**RECORDS SUPPLIED**:
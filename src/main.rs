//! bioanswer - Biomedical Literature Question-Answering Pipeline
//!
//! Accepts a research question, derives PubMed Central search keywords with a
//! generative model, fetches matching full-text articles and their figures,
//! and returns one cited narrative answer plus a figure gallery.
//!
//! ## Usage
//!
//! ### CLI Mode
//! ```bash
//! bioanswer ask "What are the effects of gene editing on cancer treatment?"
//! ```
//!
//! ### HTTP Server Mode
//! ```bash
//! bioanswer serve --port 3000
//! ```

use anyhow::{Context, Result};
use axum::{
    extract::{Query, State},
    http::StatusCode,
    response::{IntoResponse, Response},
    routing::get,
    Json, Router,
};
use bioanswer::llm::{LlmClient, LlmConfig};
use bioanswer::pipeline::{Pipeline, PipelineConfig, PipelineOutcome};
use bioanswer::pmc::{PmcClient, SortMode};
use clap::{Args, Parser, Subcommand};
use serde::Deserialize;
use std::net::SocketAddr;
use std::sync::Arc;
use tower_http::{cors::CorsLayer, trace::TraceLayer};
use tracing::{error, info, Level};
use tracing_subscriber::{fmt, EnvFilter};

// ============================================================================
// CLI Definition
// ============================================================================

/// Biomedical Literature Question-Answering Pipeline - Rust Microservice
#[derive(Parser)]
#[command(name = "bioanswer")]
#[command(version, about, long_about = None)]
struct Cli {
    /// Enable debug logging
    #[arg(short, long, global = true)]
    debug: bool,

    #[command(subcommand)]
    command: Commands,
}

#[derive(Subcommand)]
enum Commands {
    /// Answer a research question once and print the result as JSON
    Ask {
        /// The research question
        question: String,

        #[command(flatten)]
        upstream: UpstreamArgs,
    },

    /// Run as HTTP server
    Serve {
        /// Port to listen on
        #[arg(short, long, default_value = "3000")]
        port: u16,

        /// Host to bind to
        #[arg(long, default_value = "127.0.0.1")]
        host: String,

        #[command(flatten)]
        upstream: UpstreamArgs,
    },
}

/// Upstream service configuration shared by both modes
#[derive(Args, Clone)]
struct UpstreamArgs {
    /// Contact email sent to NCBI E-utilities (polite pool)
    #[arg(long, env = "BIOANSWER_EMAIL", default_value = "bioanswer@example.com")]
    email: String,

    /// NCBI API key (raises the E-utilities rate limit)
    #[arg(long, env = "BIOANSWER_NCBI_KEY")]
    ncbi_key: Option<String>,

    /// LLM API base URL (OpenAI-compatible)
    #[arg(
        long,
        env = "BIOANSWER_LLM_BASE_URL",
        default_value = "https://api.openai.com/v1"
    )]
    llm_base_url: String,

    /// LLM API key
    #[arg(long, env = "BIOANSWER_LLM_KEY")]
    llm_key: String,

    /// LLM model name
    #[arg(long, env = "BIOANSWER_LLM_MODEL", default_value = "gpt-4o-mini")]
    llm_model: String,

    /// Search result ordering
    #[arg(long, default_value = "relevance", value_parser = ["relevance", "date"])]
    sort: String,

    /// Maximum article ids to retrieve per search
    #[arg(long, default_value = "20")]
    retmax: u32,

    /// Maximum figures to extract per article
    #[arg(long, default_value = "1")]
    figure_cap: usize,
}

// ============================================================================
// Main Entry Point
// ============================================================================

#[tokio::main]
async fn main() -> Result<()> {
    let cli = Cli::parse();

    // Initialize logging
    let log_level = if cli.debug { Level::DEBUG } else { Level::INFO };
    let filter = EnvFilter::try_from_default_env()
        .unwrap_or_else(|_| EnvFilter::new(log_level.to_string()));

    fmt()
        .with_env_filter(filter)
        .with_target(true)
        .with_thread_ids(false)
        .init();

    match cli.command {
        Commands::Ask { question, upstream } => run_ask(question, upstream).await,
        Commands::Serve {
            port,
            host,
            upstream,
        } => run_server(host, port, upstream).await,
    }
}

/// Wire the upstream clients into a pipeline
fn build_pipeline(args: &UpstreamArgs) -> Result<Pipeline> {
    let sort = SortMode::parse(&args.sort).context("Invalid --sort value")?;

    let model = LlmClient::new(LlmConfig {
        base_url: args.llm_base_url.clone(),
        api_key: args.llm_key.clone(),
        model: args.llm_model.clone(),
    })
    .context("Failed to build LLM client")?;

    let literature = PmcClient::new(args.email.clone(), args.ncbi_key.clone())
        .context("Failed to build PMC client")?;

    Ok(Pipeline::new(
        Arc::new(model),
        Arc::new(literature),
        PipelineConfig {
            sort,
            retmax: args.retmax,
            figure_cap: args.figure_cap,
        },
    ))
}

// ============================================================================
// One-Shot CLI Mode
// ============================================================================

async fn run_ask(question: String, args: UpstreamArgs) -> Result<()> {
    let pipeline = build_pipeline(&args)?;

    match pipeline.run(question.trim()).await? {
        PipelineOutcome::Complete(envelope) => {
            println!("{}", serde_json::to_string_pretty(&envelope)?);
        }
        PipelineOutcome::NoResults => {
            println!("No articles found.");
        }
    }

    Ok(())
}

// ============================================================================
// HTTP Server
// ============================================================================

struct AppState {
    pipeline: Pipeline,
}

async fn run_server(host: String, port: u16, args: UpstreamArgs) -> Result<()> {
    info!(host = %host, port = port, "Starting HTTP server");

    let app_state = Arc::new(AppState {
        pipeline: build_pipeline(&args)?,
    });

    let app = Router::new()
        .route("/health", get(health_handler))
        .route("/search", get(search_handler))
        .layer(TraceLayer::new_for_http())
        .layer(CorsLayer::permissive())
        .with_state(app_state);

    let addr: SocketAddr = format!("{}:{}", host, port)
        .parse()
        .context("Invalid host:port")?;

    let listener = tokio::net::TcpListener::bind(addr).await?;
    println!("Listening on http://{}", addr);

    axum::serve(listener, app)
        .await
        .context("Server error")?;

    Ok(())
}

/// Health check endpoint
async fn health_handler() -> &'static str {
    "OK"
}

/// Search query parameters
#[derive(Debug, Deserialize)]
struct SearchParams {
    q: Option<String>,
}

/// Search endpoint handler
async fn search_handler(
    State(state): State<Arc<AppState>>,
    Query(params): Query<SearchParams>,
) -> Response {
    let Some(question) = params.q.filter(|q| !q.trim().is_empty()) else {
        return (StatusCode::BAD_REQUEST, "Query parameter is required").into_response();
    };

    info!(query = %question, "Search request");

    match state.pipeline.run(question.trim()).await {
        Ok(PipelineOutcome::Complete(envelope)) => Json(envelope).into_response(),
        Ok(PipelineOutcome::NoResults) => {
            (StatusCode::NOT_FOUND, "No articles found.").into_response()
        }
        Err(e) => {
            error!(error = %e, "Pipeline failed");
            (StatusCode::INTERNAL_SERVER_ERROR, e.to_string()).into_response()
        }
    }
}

---

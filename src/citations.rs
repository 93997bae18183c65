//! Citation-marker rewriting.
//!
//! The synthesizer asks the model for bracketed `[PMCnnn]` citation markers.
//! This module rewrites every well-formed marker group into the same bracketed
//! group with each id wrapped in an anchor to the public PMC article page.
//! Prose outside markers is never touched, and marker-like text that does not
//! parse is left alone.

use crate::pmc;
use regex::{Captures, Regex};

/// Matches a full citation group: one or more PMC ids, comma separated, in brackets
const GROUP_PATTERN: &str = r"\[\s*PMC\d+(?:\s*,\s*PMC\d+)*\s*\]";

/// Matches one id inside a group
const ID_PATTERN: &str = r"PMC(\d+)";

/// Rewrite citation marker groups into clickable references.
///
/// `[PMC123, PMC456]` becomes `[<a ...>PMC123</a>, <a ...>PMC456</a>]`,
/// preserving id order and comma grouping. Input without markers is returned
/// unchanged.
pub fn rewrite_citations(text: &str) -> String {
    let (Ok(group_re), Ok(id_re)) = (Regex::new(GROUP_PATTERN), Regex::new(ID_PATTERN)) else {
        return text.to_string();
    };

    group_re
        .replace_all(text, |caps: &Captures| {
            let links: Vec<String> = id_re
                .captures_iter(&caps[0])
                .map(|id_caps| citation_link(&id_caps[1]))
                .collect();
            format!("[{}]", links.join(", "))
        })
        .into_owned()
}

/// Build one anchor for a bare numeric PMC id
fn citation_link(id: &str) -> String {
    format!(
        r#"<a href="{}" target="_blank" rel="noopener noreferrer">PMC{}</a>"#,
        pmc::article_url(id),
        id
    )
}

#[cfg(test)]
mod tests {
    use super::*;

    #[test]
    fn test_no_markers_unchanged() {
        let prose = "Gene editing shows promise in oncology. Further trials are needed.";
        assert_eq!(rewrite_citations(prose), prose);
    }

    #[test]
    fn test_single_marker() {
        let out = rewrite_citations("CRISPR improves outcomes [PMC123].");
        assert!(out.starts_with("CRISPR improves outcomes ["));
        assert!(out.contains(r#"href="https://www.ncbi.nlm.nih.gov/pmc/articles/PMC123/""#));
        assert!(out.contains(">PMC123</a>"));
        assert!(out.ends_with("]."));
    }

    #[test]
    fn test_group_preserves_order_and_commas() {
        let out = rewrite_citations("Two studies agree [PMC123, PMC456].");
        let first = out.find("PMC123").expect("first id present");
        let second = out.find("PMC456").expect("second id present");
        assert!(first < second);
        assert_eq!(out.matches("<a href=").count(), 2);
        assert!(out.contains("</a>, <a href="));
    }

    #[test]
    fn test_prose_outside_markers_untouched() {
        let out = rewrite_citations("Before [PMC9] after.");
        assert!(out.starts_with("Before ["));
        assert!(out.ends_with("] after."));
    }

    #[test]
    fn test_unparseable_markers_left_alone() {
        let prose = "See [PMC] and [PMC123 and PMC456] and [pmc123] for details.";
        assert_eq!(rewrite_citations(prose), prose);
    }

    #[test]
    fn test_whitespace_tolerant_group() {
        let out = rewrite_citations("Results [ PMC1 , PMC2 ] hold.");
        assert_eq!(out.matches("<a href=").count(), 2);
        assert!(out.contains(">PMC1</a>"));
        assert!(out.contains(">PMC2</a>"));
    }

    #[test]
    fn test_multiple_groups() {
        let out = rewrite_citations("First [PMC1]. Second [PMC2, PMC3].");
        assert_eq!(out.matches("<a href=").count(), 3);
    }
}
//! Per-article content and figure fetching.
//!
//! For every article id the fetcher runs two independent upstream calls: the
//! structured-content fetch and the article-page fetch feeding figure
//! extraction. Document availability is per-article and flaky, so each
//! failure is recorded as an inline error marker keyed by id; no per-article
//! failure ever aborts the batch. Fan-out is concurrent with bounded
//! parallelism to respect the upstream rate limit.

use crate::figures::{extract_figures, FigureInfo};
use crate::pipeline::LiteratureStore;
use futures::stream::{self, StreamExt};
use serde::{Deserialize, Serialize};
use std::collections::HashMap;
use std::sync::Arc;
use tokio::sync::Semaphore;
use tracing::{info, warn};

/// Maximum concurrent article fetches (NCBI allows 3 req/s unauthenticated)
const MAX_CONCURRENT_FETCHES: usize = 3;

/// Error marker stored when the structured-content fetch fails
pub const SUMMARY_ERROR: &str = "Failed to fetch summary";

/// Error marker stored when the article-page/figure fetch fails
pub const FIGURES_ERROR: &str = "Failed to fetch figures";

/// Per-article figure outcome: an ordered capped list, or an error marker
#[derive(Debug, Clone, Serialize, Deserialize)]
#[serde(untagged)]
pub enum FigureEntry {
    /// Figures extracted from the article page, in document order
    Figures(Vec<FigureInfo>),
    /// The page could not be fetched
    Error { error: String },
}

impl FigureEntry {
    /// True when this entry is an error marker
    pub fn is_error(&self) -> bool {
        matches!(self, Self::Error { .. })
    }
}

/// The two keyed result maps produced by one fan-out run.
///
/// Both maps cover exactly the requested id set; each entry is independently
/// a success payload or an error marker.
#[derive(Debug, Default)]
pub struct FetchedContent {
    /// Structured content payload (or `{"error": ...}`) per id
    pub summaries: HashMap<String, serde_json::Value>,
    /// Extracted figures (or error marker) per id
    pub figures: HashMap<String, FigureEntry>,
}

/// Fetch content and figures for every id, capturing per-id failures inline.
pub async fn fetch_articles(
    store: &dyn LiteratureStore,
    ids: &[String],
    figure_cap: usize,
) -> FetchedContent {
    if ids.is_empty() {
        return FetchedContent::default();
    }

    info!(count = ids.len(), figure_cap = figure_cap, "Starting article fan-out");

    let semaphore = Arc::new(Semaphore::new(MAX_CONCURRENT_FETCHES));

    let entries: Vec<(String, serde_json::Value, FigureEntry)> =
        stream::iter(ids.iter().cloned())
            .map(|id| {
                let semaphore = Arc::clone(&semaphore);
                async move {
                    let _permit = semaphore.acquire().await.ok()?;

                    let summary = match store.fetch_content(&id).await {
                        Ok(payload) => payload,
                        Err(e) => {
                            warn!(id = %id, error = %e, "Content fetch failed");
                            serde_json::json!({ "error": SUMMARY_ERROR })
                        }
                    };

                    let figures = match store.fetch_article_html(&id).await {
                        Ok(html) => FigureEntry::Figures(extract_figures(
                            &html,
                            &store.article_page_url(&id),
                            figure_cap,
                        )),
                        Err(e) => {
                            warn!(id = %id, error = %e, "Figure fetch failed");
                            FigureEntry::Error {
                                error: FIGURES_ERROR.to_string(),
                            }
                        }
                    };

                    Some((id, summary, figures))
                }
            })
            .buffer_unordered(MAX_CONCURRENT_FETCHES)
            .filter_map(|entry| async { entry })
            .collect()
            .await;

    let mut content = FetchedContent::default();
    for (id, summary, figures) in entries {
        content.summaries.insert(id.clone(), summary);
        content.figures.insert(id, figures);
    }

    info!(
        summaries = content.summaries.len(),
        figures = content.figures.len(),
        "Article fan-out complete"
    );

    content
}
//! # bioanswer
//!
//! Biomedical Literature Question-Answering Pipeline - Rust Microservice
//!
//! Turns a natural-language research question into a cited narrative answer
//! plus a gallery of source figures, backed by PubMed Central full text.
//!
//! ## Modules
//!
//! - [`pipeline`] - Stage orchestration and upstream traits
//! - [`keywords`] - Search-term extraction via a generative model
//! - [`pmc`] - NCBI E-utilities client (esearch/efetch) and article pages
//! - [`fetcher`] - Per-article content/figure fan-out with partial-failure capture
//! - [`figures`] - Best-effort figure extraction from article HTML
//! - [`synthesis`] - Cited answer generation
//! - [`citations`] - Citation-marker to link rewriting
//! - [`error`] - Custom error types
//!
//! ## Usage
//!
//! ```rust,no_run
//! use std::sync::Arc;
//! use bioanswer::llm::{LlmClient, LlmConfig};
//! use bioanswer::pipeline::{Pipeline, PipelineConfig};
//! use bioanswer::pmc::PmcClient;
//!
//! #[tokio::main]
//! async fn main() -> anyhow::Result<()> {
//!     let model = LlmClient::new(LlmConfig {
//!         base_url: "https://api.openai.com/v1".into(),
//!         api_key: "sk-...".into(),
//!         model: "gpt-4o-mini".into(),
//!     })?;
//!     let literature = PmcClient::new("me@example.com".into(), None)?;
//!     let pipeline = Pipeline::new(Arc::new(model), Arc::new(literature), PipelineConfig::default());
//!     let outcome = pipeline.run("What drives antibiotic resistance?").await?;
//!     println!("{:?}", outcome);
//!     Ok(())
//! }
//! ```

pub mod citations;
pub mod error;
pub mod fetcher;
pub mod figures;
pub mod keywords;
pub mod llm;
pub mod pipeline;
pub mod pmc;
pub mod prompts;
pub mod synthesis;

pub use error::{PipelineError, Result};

**WORK TO COMPLETE**:
Using the data above, return every line that contains the string "insert".

**OUTPUT**:
        content.summaries.insert(id.clone(), summary);
        content.figures.insert(id, figures);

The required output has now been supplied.